Accuracy of quantitative analysis of eDNA in seawater: comparison of filter pore size and real-time PCR methods

Abstract

Abstract Background A comparative analysis of environmental DNA (eDNA) quantification methods requires the specific detection of a single species and the eDNA yield from the filter must be high. Studies have collected eDNA using a relatively small (> 1.0 µm) filter, which compromises eDNA accuracy due to clogging of the filter in a large space, such as the ocean or water with high turbidity. Therefore, here we established an eDNA sampling method using a large-pore filter to minimize clogging. Methods and Results SYBR Green qPCR has been used to analyze Pseudo-nitzschia spp. However, we observed that there may be an overestimation due to a false-positive signal.
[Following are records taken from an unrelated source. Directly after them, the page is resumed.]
//! Device model - the aggregate produced by a scan run
//!
//! A `Device` is identified by its IP address within a scan session; the MAC
//! address (when ARP yielded one) carries identity across sessions. The
//! orchestrator is the sole writer of a `DeviceInventory` while a scan runs.

use chrono::{DateTime, Utc};
use serde::{Deserialize, Serialize};
use std::net::Ipv4Addr;

/// State of a scanned port
#[derive(Debug, Clone, Copy, PartialEq, Eq, Serialize, Deserialize)]
#[serde(rename_all = "lowercase")]
pub enum PortState {
    /// Port accepted a TCP connection
    Open,
    /// Connection was actively refused (RST)
    Closed,
    /// No terminal connection state before the timeout
    Filtered,
}

impl PortState {
    pub fn as_str(&self) -> &'static str {
        match self {
            PortState::Open => "open",
            PortState::Closed => "closed",
            PortState::Filtered => "filtered",
        }
    }
}

/// Transport protocol of a scanned port
#[derive(Debug, Clone, Copy, PartialEq, Eq, Default, Serialize, Deserialize)]
#[serde(rename_all = "UPPERCASE")]
pub enum Protocol {
    #[default]
    Tcp,
    Udp,
}

impl Protocol {
    pub fn as_str(&self) -> &'static str {
        match self {
            Protocol::Tcp => "TCP",
            Protocol::Udp => "UDP",
        }
    }
}

/// A single port observation on a device
#[derive(Debug, Clone, PartialEq, Eq, Serialize, Deserialize)]
pub struct PortInfo {
    /// Port number (1-65535)
    pub port: u16,
    /// Canonical service name, "Unknown" if unclassified
    pub service: String,
    /// Product version extracted from the banner, if any
    pub version: Option<String>,
    /// Port state
    pub state: PortState,
    /// Transport protocol
    pub protocol: Protocol,
    /// Raw grabbed banner, if any
    pub banner: Option<String>,
}

impl PortInfo {
    pub fn open(port: u16) -> Self {
        Self {
            port,
            service: String::from("Unknown"),
            version: None,
            state: PortState::Open,
            protocol: Protocol::Tcp,
            banner: None,
        }
    }

    pub fn closed(port: u16) -> Self {
        Self {
            port,
            service: String::from("Unknown"),
            version: None,
            state: PortState::Closed,
            protocol: Protocol::Tcp,
            banner: None,
        }
    }

    pub fn filtered(port: u16) -> Self {
        Self {
            port,
            service: String::from("Unknown"),
            version: None,
            state: PortState::Filtered,
            protocol: Protocol::Tcp,
            banner: None,
        }
    }

    pub fn with_service(mut self, service: impl Into<String>) -> Self {
        self.service = service.into();
        self
    }

    pub fn with_version(mut self, version: impl Into<String>) -> Self {
        self.version = Some(version.into());
        self
    }

    pub fn with_banner(mut self, banner: impl Into<String>) -> Self {
        self.banner = Some(banner.into());
        self
    }

    pub fn is_open(&self) -> bool {
        self.state == PortState::Open
    }
}

/// Device-type taxonomy derived from the open-port signature
#[derive(Debug, Clone, Copy, PartialEq, Eq, Default, Serialize, Deserialize)]
#[serde(rename_all = "lowercase")]
pub enum DeviceType {
    Router,
    Server,
    Computer,
    Mobile,
    Iot,
    Printer,
    #[default]
    Unknown,
}

impl DeviceType {
    pub fn as_str(&self) -> &'static str {
        match self {
            DeviceType::Router => "router",
            DeviceType::Server => "server",
            DeviceType::Computer => "computer",
            DeviceType::Mobile => "mobile",
            DeviceType::Iot => "iot",
            DeviceType::Printer => "printer",
            DeviceType::Unknown => "unknown",
        }
    }
}

impl std::fmt::Display for DeviceType {
    fn fmt(&self, f: &mut std::fmt::Formatter<'_>) -> std::fmt::Result {
        write!(f, "{}", self.as_str())
    }
}

/// A discovered network device
#[derive(Debug, Clone, Serialize, Deserialize)]
pub struct Device {
    /// IPv4 address - scan-session identity
    pub ip_address: Ipv4Addr,
    /// MAC address, when ARP resolution succeeded
    pub mac_address: Option<String>,
    /// Resolved or assigned hostname
    pub hostname: Option<String>,
    /// Manufacturer derived from the MAC OUI
    pub manufacturer: Option<String>,
    /// Classified device type
    pub device_type: DeviceType,
    /// Open ports, ascending numeric order, no duplicates
    pub open_ports: Vec<PortInfo>,
    /// Whether the device responded during this scan
    pub is_online: bool,
    /// First time this device was ever observed
    pub first_seen: DateTime<Utc>,
    /// Most recent observation
    pub last_seen: DateTime<Utc>,
    /// Allowlist membership
    pub is_known_device: bool,
    /// Newly observed within the rogue window and not allowlisted
    pub is_rogue: bool,
    /// OS guess from banner heuristics
    pub operating_system: Option<String>,
}

impl Device {
    /// Create a device observed right now
    pub fn new(ip_address: Ipv4Addr) -> Self {
        let now = Utc::now();
        Self {
            ip_address,
            mac_address: None,
            hostname: None,
            manufacturer: None,
            device_type: DeviceType::Unknown,
            open_ports: Vec::new(),
            is_online: true,
            first_seen: now,
            last_seen: now,
            is_known_device: false,
            is_rogue: false,
            operating_system: None,
        }
    }

    pub fn with_mac(mut self, mac: impl Into<String>) -> Self {
        self.mac_address = Some(normalize_mac(&mac.into()));
        self
    }

    pub fn with_hostname(mut self, hostname: impl Into<String>) -> Self {
        self.hostname = Some(hostname.into());
        self
    }

    /// Stable identity key: MAC when available, otherwise the IP
    pub fn identity(&self) -> String {
        self.mac_address
            .clone()
            .unwrap_or_else(|| self.ip_address.to_string())
    }

    /// Insert a port observation, keeping ascending order and rejecting
    /// duplicates. Returns false when the port was already present.
    pub fn add_port(&mut self, info: PortInfo) -> bool {
        match self.open_ports.binary_search_by_key(&info.port, |p| p.port) {
            Ok(_) => false,
            Err(idx) => {
                self.open_ports.insert(idx, info);
                true
            }
        }
    }

    /// Numbers of all open ports, ascending
    pub fn open_port_numbers(&self) -> Vec<u16> {
        self.open_ports
            .iter()
            .filter(|p| p.is_open())
            .map(|p| p.port)
            .collect()
    }

    pub fn has_open_port(&self, port: u16) -> bool {
        self.open_ports.iter().any(|p| p.port == port && p.is_open())
    }

    /// Record a sighting, preserving the first_seen <= last_seen invariant
    pub fn touch(&mut self, seen_at: DateTime<Utc>) {
        if seen_at < self.first_seen {
            self.first_seen = seen_at;
        }
        if seen_at > self.last_seen {
            self.last_seen = seen_at;
        }
    }

    /// Carry cross-session identity fields over from a previous sighting of
    /// the same device (matched by MAC or IP by the caller).
    pub fn inherit_history(&mut self, previous: &Device) {
        if previous.first_seen < self.first_seen {
            self.first_seen = previous.first_seen;
        }
        if self.hostname.is_none() {
            self.hostname = previous.hostname.clone();
        }
        if self.mac_address.is_none() {
            self.mac_address = previous.mac_address.clone();
        }
    }
}

/// Normalize a MAC address to uppercase colon-separated form
pub fn normalize_mac(mac: &str) -> String {
    mac.trim().replace('-', ":").to_uppercase()
}

/// Ordered list of devices from one scan session
#[derive(Debug, Clone, Default, Serialize, Deserialize)]
pub struct DeviceInventory {
    devices: Vec<Device>,
}

impl DeviceInventory {
    pub fn new() -> Self {
        Self::default()
    }

    /// Insert or merge a device. An existing entry with the same IP is
    /// replaced, inheriting its history; otherwise the device is appended.
    pub fn upsert(&mut self, mut device: Device) {
        if let Some(existing) = self
            .devices
            .iter_mut()
            .find(|d| d.ip_address == device.ip_address)
        {
            device.inherit_history(existing);
            *existing = device;
        } else {
            self.devices.push(device);
        }
    }

    pub fn get(&self, ip: Ipv4Addr) -> Option<&Device> {
        self.devices.iter().find(|d| d.ip_address == ip)
    }

    pub fn find_by_mac(&self, mac: &str) -> Option<&Device> {
        let mac = normalize_mac(mac);
        self.devices
            .iter()
            .find(|d| d.mac_address.as_deref() == Some(mac.as_str()))
    }

    pub fn devices(&self) -> &[Device] {
        &self.devices
    }

    pub fn devices_mut(&mut self) -> &mut [Device] {
        &mut self.devices
    }

    pub fn len(&self) -> usize {
        self.devices.len()
    }

    pub fn is_empty(&self) -> bool {
        self.devices.is_empty()
    }

    pub fn online_count(&self) -> usize {
        self.devices.iter().filter(|d| d.is_online).count()
    }

    /// Sort by the numeric value of the IP, lowest last octet first within
    /// the subnet. Keeps downstream reports stable.
    pub fn sort_by_ip(&mut self) {
        self.devices.sort_by_key(|d| u32::from(d.ip_address));
    }

    pub fn iter(&self) -> std::slice::Iter<'_, Device> {
        self.devices.iter()
    }
}

impl IntoIterator for DeviceInventory {
    type Item = Device;
    type IntoIter = std::vec::IntoIter<Device>;

    fn into_iter(self) -> Self::IntoIter {
        self.devices.into_iter()
    }
}

impl FromIterator<Device> for DeviceInventory {
    fn from_iter<T: IntoIterator<Item = Device>>(iter: T) -> Self {
        Self {
            devices: iter.into_iter().collect(),
        }
    }
}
Thus, a new specific TaqMan primer–probe set was developed and used in this study. The morphological detection method under conventional microscopy and the two eDNA qPCR methods (TaqMan, SYBR Green) were then compared to determine the correlation between cell abundance and Ct values. We observed that the eDNA yield was higher as the pore size increased, and the correlation between the abundance of morphologically identified Pseudo-nitzschia spp. Compared with the SYBR Green qPCR data, the TaqMan qPCR Ct values were more specifically correlated with the Pseudo-nitzschia spp. cell abundance determined by the conventional method. Conclusion These results suggest that treatment with large amounts of seawater using large hole filters can yield high DNA yields, and existing morphological identification and eDNA method relative comparisons have access to quantitative evaluation.